**EXERCISE PROMPT:** Copy out word for word the line with "their now-dangling references." and the lines that follow it in the listing below, up to the final one.

**GIVEN RECORDS:**
******
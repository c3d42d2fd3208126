//! Mutation gateway: create, field-scoped update, associate/unset, delete.
//!
//! Referential integrity is advisory: references are checked for syntax
//! only, targets are never required to exist, and deletes never cascade.

use std::sync::Arc;

use bson::{oid::ObjectId, Bson, DateTime, Document};
use tracing::{info, warn};

use crate::db::{DocumentStore, StoreError, UpdateOutcome};
use crate::errors::AppError;
use crate::models::documents::EntityDocument;
use crate::models::kinds::{EntityKind, ReferenceField};
use crate::models::reference::Reference;
use crate::resolution::engine::{resolve_one, Resolved};

/// Inserts a validated document and returns it with its new id and a
/// best-effort expansion of any reference supplied at creation.
pub async fn create<D: EntityDocument>(
    store: &Arc<dyn DocumentStore>,
    document: D,
) -> Result<Resolved, AppError> {
    let kind = D::KIND;
    let mut stored = bson::to_document(&document).map_err(StoreError::from)?;
    let id = store.insert(kind.collection(), stored.clone()).await?;
    stored.insert("_id", id);
    info!("Created {} {id}", kind.label());

    match resolve_one(Arc::clone(store), kind, id).await {
        Ok(Some(resolved)) => Ok(resolved),
        Ok(None) => {
            warn!("{} {id} was not readable right after insert", kind.label());
            Ok(Resolved::unresolved(kind, stored))
        }
        Err(e) => {
            warn!("Could not resolve references of new {} {id}: {e}", kind.label());
            Ok(Resolved::unresolved(kind, stored))
        }
    }
}

/// Sets one scalar attribute.
///
/// Fails with `NotFound` when no document has `id`, and with `Unchanged` when
/// the stored value already equals `value`.
pub async fn update_field(
    store: &dyn DocumentStore,
    kind: EntityKind,
    id: ObjectId,
    attribute: &str,
    value: impl Into<Bson>,
) -> Result<(), AppError> {
    let label = kind.attribute(attribute).map_or(attribute, |a| a.label);

    let mut fields = Document::new();
    fields.insert(attribute, value.into());
    let outcome = store.set_fields(kind.collection(), id, fields).await?;
    classify_update(kind, label, outcome)?;

    if kind.tracks_updates() {
        let mut stamp = Document::new();
        stamp.insert("updated_at", DateTime::now());
        store.set_fields(kind.collection(), id, stamp).await?;
    }

    info!("Updated {} of {} {id}", label, kind.label());
    Ok(())
}

fn classify_update(kind: EntityKind, label: &str, outcome: UpdateOutcome) -> Result<(), AppError> {
    let message = || format!("{} not found or {label} unchanged", kind.label());
    if outcome.matched == 0 {
        return Err(AppError::NotFound(message()));
    }
    if outcome.modified == 0 {
        return Err(AppError::Unchanged(message()));
    }
    Ok(())
}

/// Points `reference` at `target`, or clears it when `target` is absent.
/// Returns the number of documents actually modified (0 or 1); a missing
/// source document is reported as 0, not as an error.
pub async fn associate(
    store: &dyn DocumentStore,
    kind: EntityKind,
    id: ObjectId,
    reference: &ReferenceField,
    target: Reference,
) -> Result<u64, AppError> {
    if reference.required {
        return Err(AppError::Validation(format!(
            "{} cannot be changed",
            reference.wire_id
        )));
    }

    let outcome = match target {
        Reference::Id(target_id) => {
            let mut fields = Document::new();
            fields.insert(reference.stored, target_id);
            store.set_fields(kind.collection(), id, fields).await?
        }
        Reference::Absent => {
            store
                .unset_field(kind.collection(), id, reference.stored)
                .await?
        }
    };

    info!(
        "{} {id}: {} {} (modified {})",
        kind.label(),
        reference.stored,
        if target == Reference::Absent { "cleared" } else { "associated" },
        outcome.modified
    );
    Ok(outcome.modified)
}

/// Deletes by id. Dependents keep their now-dangling references.
pub async fn delete(
    store: &dyn DocumentStore,
    kind: EntityKind,
    id: ObjectId,
) -> Result<(), AppError> {
    let deleted = store.delete(kind.collection(), id).await?;
    if deleted == 0 {
        return Err(AppError::NotFound(format!("{} not found", kind.label())));
    }
    info!("Deleted {} {id}", kind.label());
    Ok(())
}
******
**OUTPUT FOR THIS TASK:**
/// Deletes by id. Dependents keep their now-dangling references.
pub async fn delete(
    store: &dyn DocumentStore,
    kind: EntityKind,
    id: ObjectId,
) -> Result<(), AppError> {
    let deleted = store.delete(kind.collection(), id).await?;
    if deleted == 0 {
        return Err(AppError::NotFound(format!("{} not found", kind.label())));
    }
    info!("Deleted {} {id}", kind.label());
    Ok(())
}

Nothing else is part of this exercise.